----- SUPPLIED DATA -----

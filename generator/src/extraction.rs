//! Distribution archive extraction.
//!
//! Each server zip is unpacked into its own temporary directory before its
//! binaries are reconciled. Entries are validated so that nothing escapes
//! the destination directory (zip-slip).

use std::fs::{self, File};
use std::io;
use std::path::{Path, PathBuf};

/// Trait for extracting distribution archives, enabling test mocking.
#[cfg_attr(test, mockall::automock)]
pub trait ArchiveExtractor {
    /// Extract the archive at `archive_path` into `dest_dir`.
    ///
    /// Returns the paths of the extracted files, relative to `dest_dir`,
    /// in archive order. Directory entries are created but not listed.
    ///
    /// # Errors
    ///
    /// Returns [`ExtractionError::PathTraversal`] if any entry attempts to
    /// escape the destination directory, [`ExtractionError::EmptyArchive`]
    /// if the archive holds no files, and [`ExtractionError::Io`] or
    /// [`ExtractionError::Zip`] on read or write failures.
    fn extract(&self, archive_path: &Path, dest_dir: &Path)
    -> Result<Vec<PathBuf>, ExtractionError>;
}

/// Errors arising from archive extraction.
#[derive(Debug, thiserror::Error)]
pub enum ExtractionError {
    /// I/O error during extraction.
    #[error("extraction I/O error: {0}")]
    Io(#[from] io::Error),

    /// The archive is not a readable zip file.
    #[error("invalid zip archive: {0}")]
    Zip(#[from] zip::result::ZipError),

    /// A path in the archive attempts to traverse outside the destination.
    #[error("path traversal detected: {path}")]
    PathTraversal {
        /// The offending path from the archive entry.
        path: String,
    },

    /// The archive contains no files.
    #[error("archive contains no files")]
    EmptyArchive,
}

/// Default extractor backed by the `zip` crate.
#[derive(Debug, Clone, Copy, Default)]
pub struct ZipExtractor;

impl ArchiveExtractor for ZipExtractor {
    fn extract(
        &self,
        archive_path: &Path,
        dest_dir: &Path,
    ) -> Result<Vec<PathBuf>, ExtractionError> {
        let mut archive = zip::ZipArchive::new(File::open(archive_path)?)?;
        let mut extracted = Vec::new();

        for index in 0..archive.len() {
            let mut entry = archive.by_index(index)?;
            let Some(entry_path) = entry.enclosed_name() else {
                return Err(ExtractionError::PathTraversal {
                    path: entry.name().to_owned(),
                });
            };

            let dest_path = dest_dir.join(&entry_path);
            if entry.is_dir() {
                fs::create_dir_all(&dest_path)?;
                continue;
            }
            if let Some(parent) = dest_path.parent() {
                fs::create_dir_all(parent)?;
            }

            let mut output = File::create(&dest_path)?;
            io::copy(&mut entry, &mut output)?;
            extracted.push(entry_path);
        }

        if extracted.is_empty() {
            return Err(ExtractionError::EmptyArchive);
        }

        Ok(extracted)
    }
}

/// Select the packaged binaries among extracted entries.
///
/// Returns the file names (last path segment) of every entry with the
/// given extension, ordered by full entry path so that the result does not
/// depend on archive order.
#[must_use]
pub fn binary_entries(entries: &[PathBuf], extension: &str) -> Vec<String> {
    let mut binaries: Vec<&PathBuf> = entries
        .iter()
        .filter(|path| path.extension().is_some_and(|ext| ext == extension))
        .collect();
    binaries.sort();

    binaries
        .into_iter()
        .filter_map(|path| path.file_name())
        .map(|name| name.to_string_lossy().into_owned())
        .collect()
}
//! Reconciled view of one distribution archive.
//!
//! A [`Distribution`] is produced once by the reconciler and never mutated
//! afterwards: it carries the archive's names, the coordinates of every
//! mapped jar, and the names of jars that could not be mapped.

use bomgen_common::Coordinate;
use serde::Serialize;

/// Short and display names derived from an archive file name.
///
/// # Examples
///
/// ```
/// use bomgen_generator::distribution::DistributionName;
///
/// let name = DistributionName::from_archive("apache-tomee-webprofile-8.0.6.zip", "apache-");
/// assert_eq!(name.short(), "tomee-webprofile");
/// assert_eq!(name.display(), "TomEE WebProfile");
/// ```
#[derive(Debug, Clone, PartialEq, Eq, Serialize)]
pub struct DistributionName {
    short: String,
    display: String,
}

impl DistributionName {
    /// Derive names from `archive`, removing `prefix` from the short name.
    ///
    /// The archive name is cut at the first `-` followed by a digit, which
    /// drops the version and extension.
    #[must_use]
    pub fn from_archive(archive: &str, prefix: &str) -> Self {
        let unversioned = strip_version(archive);
        let short = if prefix.is_empty() {
            unversioned.to_owned()
        } else {
            unversioned.replace(prefix, "")
        };
        let display = display_name(&short);
        Self { short, display }
    }

    /// Short name used for the output directory and artifact id, e.g.
    /// `tomee-plume`.
    #[must_use]
    pub fn short(&self) -> &str {
        &self.short
    }

    /// Human readable name, e.g. `TomEE Plume`.
    #[must_use]
    pub fn display(&self) -> &str {
        &self.display
    }
}

fn strip_version(archive: &str) -> &str {
    archive
        .match_indices('-')
        .find(|&(index, _)| {
            archive
                .get(index + 1..)
                .and_then(|rest| rest.chars().next())
                .is_some_and(|ch| ch.is_ascii_digit())
        })
        .and_then(|(index, _)| archive.get(..index))
        .unwrap_or(archive)
}

fn display_name(short: &str) -> String {
    short
        .split('-')
        .map(|segment| {
            upper_first(segment)
                .replace("ee", "EE")
                .replace("profile", "Profile")
        })
        .collect::<Vec<_>>()
        .join(" ")
}

fn upper_first(segment: &str) -> String {
    let mut chars = segment.chars();
    chars.next().map_or_else(String::new, |first| {
        first.to_uppercase().chain(chars).collect()
    })
}

/// The coordinates reconciled from one archive.
#[derive(Debug, Clone, PartialEq, Eq, Serialize)]
pub struct Distribution {
    archive: String,
    #[serde(flatten)]
    name: DistributionName,
    coordinates: Vec<Coordinate>,
    unresolved: Vec<String>,
}

impl Distribution {
    /// Assemble a distribution.
    ///
    /// `coordinates` are sorted by `group:artifact` here; equal keys keep
    /// their relative order.
    #[must_use]
    pub fn new(
        archive: impl Into<String>,
        name: DistributionName,
        mut coordinates: Vec<Coordinate>,
        unresolved: Vec<String>,
    ) -> Self {
        coordinates.sort_by(Coordinate::key_cmp);
        Self {
            archive: archive.into(),
            name,
            coordinates,
            unresolved,
        }
    }

    /// The archive file name, e.g. `apache-tomee-plus-8.0.6.zip`.
    #[must_use]
    pub fn archive(&self) -> &str {
        &self.archive
    }

    /// The derived names.
    #[must_use]
    pub const fn name(&self) -> &DistributionName {
        &self.name
    }

    /// Mapped coordinates in `group:artifact` order.
    #[must_use]
    pub fn coordinates(&self) -> &[Coordinate] {
        &self.coordinates
    }

    /// File names of jars that could not be mapped, in archive order.
    #[must_use]
    pub fn unresolved(&self) -> &[String] {
        &self.unresolved
    }

    /// Returns true when every jar was mapped.
    #[must_use]
    pub fn is_complete(&self) -> bool {
        self.unresolved.is_empty()
    }
}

-----

EXERCISE REQUIREMENTS> Extract the complete listing verbatim.

WRITTEN SOLUTION>
filename generator/src/extraction.rs
//! Distribution archive extraction.
//!
//! Each server zip is unpacked into its own temporary directory before its
//! binaries are reconciled. Entries are validated so that nothing escapes
//! the destination directory (zip-slip).

use std::fs::{self, File};
use std::io;
use std::path::{Path, PathBuf};

/// Trait for extracting distribution archives, enabling test mocking.
#[cfg_attr(test, mockall::automock)]
pub trait ArchiveExtractor {
    /// Extract the archive at `archive_path` into `dest_dir`.
    ///
    /// Returns the paths of the extracted files, relative to `dest_dir`,
    /// in archive order. Directory entries are created but not listed.
    ///
    /// # Errors
    ///
    /// Returns [`ExtractionError::PathTraversal`] if any entry attempts to
    /// escape the destination directory, [`ExtractionError::EmptyArchive`]
    /// if the archive holds no files, and [`ExtractionError::Io`] or
    /// [`ExtractionError::Zip`] on read or write failures.
    fn extract(&self, archive_path: &Path, dest_dir: &Path)
    -> Result<Vec<PathBuf>, ExtractionError>;
}

/// Errors arising from archive extraction.
#[derive(Debug, thiserror::Error)]
pub enum ExtractionError {
    /// I/O error during extraction.
    #[error("extraction I/O error: {0}")]
    Io(#[from] io::Error),

    /// The archive is not a readable zip file.
    #[error("invalid zip archive: {0}")]
    Zip(#[from] zip::result::ZipError),

    /// A path in the archive attempts to traverse outside the destination.
    #[error("path traversal detected: {path}")]
    PathTraversal {
        /// The offending path from the archive entry.
        path: String,
    },

    /// The archive contains no files.
    #[error("archive contains no files")]
    EmptyArchive,
}

/// Default extractor backed by the `zip` crate.
#[derive(Debug, Clone, Copy, Default)]
pub struct ZipExtractor;

impl ArchiveExtractor for ZipExtractor {
    fn extract(
        &self,
        archive_path: &Path,
        dest_dir: &Path,
    ) -> Result<Vec<PathBuf>, ExtractionError> {
        let mut archive = zip::ZipArchive::new(File::open(archive_path)?)?;
        let mut extracted = Vec::new();

        for index in 0..archive.len() {
            let mut entry = archive.by_index(index)?;
            let Some(entry_path) = entry.enclosed_name() else {
                return Err(ExtractionError::PathTraversal {
                    path: entry.name().to_owned(),
                });
            };

            let dest_path = dest_dir.join(&entry_path);
            if entry.is_dir() {
                fs::create_dir_all(&dest_path)?;
                continue;
            }
            if let Some(parent) = dest_path.parent() {
                fs::create_dir_all(parent)?;
            }

            let mut output = File::create(&dest_path)?;
            io::copy(&mut entry, &mut output)?;
            extracted.push(entry_path);
        }

        if extracted.is_empty() {
            return Err(ExtractionError::EmptyArchive);
        }

        Ok(extracted)
    }
}

/// Select the packaged binaries among extracted entries.
///
/// Returns the file names (last path segment) of every entry with the
/// given extension, ordered by full entry path so that the result does not
/// depend on archive order.
#[must_use]
pub fn binary_entries(entries: &[PathBuf], extension: &str) -> Vec<String> {
    let mut binaries: Vec<&PathBuf> = entries
        .iter()
        .filter(|path| path.extension().is_some_and(|ext| ext == extension))
        .collect();
    binaries.sort();

    binaries
        .into_iter()
        .filter_map(|path| path.file_name())
        .map(|name| name.to_string_lossy().into_owned())
        .collect()
}
//! Reconciled view of one distribution archive.
//!
//! A [`Distribution`] is produced once by the reconciler and never mutated
//! afterwards: it carries the archive's names, the coordinates of every
//! mapped jar, and the names of jars that could not be mapped.

use bomgen_common::Coordinate;
use serde::Serialize;

/// Short and display names derived from an archive file name.
///
/// # Examples
///
/// ```
/// use bomgen_generator::distribution::DistributionName;
///
/// let name = DistributionName::from_archive("apache-tomee-webprofile-8.0.6.zip", "apache-");
/// assert_eq!(name.short(), "tomee-webprofile");
/// assert_eq!(name.display(), "TomEE WebProfile");
/// ```
#[derive(Debug, Clone, PartialEq, Eq, Serialize)]
pub struct DistributionName {
    short: String,
    display: String,
}

impl DistributionName {
    /// Derive names from `archive`, removing `prefix` from the short name.
    ///
    /// The archive name is cut at the first `-` followed by a digit, which
    /// drops the version and extension.
    #[must_use]
    pub fn from_archive(archive: &str, prefix: &str) -> Self {
        let unversioned = strip_version(archive);
        let short = if prefix.is_empty() {
            unversioned.to_owned()
        } else {
            unversioned.replace(prefix, "")
        };
        let display = display_name(&short);
        Self { short, display }
    }

    /// Short name used for the output directory and artifact id, e.g.
    /// `tomee-plume`.
    #[must_use]
    pub fn short(&self) -> &str {
        &self.short
    }

    /// Human readable name, e.g. `TomEE Plume`.
    #[must_use]
    pub fn display(&self) -> &str {
        &self.display
    }
}

fn strip_version(archive: &str) -> &str {
    archive
        .match_indices('-')
        .find(|&(index, _)| {
            archive
                .get(index + 1..)
                .and_then(|rest| rest.chars().next())
                .is_some_and(|ch| ch.is_ascii_digit())
        })
        .and_then(|(index, _)| archive.get(..index))
        .unwrap_or(archive)
}

fn display_name(short: &str) -> String {
    short
        .split('-')
        .map(|segment| {
            upper_first(segment)
                .replace("ee", "EE")
                .replace("profile", "Profile")
        })
        .collect::<Vec<_>>()
        .join(" ")
}

fn upper_first(segment: &str) -> String {
    let mut chars = segment.chars();
    chars.next().map_or_else(String::new, |first| {
        first.to_uppercase().chain(chars).collect()
    })
}

/// The coordinates reconciled from one archive.
#[derive(Debug, Clone, PartialEq, Eq, Serialize)]
pub struct Distribution {
    archive: String,
    #[serde(flatten)]
    name: DistributionName,
    coordinates: Vec<Coordinate>,
    unresolved: Vec<String>,
}

impl Distribution {
    /// Assemble a distribution.
    ///
    /// `coordinates` are sorted by `group:artifact` here; equal keys keep
    /// their relative order.
    #[must_use]
    pub fn new(
        archive: impl Into<String>,
        name: DistributionName,
        mut coordinates: Vec<Coordinate>,
        unresolved: Vec<String>,
    ) -> Self {
        coordinates.sort_by(Coordinate::key_cmp);
        Self {
            archive: archive.into(),
            name,
            coordinates,
            unresolved,
        }
    }

    /// The archive file name, e.g. `apache-tomee-plus-8.0.6.zip`.
    #[must_use]
    pub fn archive(&self) -> &str {
        &self.archive
    }

    /// The derived names.
    #[must_use]
    pub const fn name(&self) -> &DistributionName {
        &self.name
    }

    /// Mapped coordinates in `group:artifact` order.
    #[must_use]
    pub fn coordinates(&self) -> &[Coordinate] {
        &self.coordinates
    }

    /// File names of jars that could not be mapped, in archive order.
    #[must_use]
    pub fn unresolved(&self) -> &[String] {
        &self.unresolved
    }

    /// Returns true when every jar was mapped.
    #[must_use]
    pub fn is_complete(&self) -> bool {
        self.unresolved.is_empty()
    }
}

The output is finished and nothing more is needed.